Data shown -
■ ■ ■ ■

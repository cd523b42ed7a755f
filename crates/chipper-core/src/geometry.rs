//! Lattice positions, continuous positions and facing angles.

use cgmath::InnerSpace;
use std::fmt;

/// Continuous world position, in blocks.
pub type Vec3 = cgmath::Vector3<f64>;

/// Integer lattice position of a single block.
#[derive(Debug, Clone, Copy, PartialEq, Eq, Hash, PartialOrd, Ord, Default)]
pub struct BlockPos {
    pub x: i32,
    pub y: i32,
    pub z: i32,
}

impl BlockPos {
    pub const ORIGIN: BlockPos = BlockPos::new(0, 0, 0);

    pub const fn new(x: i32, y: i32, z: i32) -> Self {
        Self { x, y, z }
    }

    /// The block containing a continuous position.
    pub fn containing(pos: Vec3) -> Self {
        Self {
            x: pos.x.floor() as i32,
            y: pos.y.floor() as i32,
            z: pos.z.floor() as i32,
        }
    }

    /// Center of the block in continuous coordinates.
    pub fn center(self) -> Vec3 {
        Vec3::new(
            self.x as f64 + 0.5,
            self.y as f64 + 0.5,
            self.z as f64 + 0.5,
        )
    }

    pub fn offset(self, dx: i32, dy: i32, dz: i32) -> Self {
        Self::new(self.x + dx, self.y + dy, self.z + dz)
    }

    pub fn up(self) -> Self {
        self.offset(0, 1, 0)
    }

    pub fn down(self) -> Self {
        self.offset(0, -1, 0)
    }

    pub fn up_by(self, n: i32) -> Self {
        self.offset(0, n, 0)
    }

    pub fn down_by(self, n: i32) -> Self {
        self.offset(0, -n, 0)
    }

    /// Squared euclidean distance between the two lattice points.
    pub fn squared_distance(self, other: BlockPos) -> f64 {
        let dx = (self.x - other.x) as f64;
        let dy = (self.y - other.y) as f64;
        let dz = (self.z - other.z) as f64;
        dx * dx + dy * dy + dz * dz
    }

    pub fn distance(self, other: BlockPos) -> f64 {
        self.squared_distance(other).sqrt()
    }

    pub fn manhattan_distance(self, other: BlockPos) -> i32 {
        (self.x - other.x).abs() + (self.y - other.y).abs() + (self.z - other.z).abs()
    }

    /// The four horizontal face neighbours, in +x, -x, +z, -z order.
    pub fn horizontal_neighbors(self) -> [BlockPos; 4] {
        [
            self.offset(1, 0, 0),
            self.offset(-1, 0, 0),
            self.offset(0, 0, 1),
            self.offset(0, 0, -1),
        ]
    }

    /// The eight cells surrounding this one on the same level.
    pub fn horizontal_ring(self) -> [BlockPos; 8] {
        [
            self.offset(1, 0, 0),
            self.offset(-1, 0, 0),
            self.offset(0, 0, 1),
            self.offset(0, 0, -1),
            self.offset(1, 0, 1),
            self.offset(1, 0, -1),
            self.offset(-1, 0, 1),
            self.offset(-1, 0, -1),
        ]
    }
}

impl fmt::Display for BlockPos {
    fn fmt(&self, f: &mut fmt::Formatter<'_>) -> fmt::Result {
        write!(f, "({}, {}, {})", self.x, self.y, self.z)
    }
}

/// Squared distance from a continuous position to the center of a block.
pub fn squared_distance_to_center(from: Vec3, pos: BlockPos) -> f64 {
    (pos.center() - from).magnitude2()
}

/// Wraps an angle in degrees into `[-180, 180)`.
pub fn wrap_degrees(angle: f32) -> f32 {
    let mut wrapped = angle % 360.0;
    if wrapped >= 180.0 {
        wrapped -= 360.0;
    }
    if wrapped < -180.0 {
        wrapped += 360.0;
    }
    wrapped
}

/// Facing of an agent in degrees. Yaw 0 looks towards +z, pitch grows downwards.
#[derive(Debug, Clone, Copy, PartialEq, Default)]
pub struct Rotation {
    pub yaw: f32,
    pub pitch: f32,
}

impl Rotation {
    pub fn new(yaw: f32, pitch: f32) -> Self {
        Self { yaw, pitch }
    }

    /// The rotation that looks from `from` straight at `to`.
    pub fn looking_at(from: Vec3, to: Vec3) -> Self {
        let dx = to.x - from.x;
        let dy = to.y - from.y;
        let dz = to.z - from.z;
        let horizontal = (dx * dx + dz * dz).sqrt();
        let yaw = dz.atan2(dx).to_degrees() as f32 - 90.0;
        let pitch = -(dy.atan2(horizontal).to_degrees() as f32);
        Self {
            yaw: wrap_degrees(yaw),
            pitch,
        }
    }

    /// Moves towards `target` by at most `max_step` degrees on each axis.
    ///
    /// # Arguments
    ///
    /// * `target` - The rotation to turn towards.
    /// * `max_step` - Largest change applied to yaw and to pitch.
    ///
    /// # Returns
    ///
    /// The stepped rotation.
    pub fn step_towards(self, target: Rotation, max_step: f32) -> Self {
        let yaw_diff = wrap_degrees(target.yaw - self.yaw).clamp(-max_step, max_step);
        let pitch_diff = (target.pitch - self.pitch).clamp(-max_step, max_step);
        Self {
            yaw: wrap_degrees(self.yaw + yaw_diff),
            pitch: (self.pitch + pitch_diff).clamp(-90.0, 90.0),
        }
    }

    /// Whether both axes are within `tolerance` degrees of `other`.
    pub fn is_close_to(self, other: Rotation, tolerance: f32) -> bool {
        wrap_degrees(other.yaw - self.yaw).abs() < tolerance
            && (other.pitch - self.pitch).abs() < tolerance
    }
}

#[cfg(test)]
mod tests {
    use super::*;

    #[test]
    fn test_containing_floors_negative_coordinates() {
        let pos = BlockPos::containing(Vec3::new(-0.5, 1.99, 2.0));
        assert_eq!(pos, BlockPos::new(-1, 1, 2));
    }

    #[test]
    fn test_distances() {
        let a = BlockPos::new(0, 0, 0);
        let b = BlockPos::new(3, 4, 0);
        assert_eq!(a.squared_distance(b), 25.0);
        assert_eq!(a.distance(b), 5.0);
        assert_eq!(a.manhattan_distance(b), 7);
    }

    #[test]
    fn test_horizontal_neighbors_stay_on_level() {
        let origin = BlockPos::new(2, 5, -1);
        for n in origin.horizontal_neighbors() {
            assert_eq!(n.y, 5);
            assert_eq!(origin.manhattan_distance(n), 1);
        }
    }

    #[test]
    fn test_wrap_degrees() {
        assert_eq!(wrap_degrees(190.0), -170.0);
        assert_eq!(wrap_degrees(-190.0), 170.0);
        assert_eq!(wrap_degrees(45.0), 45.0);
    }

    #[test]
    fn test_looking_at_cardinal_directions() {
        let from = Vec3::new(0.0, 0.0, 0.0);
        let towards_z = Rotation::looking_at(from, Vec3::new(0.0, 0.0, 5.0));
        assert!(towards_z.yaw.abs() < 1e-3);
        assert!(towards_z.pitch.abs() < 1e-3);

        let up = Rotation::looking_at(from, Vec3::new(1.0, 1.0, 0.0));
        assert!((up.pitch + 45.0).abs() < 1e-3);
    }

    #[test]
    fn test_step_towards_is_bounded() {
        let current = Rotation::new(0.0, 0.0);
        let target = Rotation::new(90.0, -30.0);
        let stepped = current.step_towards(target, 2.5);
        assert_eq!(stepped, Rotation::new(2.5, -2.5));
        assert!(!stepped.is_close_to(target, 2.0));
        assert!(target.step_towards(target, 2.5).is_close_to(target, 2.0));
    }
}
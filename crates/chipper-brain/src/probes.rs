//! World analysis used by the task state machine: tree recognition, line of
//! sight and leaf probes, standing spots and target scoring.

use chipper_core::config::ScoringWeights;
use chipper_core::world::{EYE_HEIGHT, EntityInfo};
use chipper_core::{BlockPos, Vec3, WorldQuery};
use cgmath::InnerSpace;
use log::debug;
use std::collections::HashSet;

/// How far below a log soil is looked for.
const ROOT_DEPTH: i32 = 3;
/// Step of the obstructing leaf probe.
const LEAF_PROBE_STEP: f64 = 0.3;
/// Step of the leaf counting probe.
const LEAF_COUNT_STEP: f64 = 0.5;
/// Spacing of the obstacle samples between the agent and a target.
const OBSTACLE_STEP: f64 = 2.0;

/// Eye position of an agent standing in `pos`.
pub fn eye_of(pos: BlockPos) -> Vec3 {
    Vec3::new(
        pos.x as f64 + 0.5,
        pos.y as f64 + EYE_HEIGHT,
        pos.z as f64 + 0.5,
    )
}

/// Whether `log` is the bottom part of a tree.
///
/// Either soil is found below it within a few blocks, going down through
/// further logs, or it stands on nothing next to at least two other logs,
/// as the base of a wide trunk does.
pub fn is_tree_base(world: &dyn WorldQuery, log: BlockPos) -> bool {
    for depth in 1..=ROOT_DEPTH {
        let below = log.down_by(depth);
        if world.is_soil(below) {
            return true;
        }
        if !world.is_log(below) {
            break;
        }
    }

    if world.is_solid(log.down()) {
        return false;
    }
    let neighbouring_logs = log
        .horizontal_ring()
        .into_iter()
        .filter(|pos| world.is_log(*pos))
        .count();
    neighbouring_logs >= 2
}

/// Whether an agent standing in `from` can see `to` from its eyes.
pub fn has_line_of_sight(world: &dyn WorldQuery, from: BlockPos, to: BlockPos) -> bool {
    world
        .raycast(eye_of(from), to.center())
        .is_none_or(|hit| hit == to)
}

■ ■ ■ ■

What you need to do - Both the first line of the data above and the line with "pub fn offset(self, dx: i32, dy: i32, dz: i32)" must be included; please return exactly those lines and the ones between them.

Your solution -
repository cd523b42ed7a755f
filename crates/chipper-core/src/geometry.rs
//! Lattice positions, continuous positions and facing angles.

use cgmath::InnerSpace;
use std::fmt;

/// Continuous world position, in blocks.
pub type Vec3 = cgmath::Vector3<f64>;

/// Integer lattice position of a single block.
#[derive(Debug, Clone, Copy, PartialEq, Eq, Hash, PartialOrd, Ord, Default)]
pub struct BlockPos {
    pub x: i32,
    pub y: i32,
    pub z: i32,
}

impl BlockPos {
    pub const ORIGIN: BlockPos = BlockPos::new(0, 0, 0);

    pub const fn new(x: i32, y: i32, z: i32) -> Self {
        Self { x, y, z }
    }

    /// The block containing a continuous position.
    pub fn containing(pos: Vec3) -> Self {
        Self {
            x: pos.x.floor() as i32,
            y: pos.y.floor() as i32,
            z: pos.z.floor() as i32,
        }
    }

    /// Center of the block in continuous coordinates.
    pub fn center(self) -> Vec3 {
        Vec3::new(
            self.x as f64 + 0.5,
            self.y as f64 + 0.5,
            self.z as f64 + 0.5,
        )
    }

    pub fn offset(self, dx: i32, dy: i32, dz: i32) -> Self {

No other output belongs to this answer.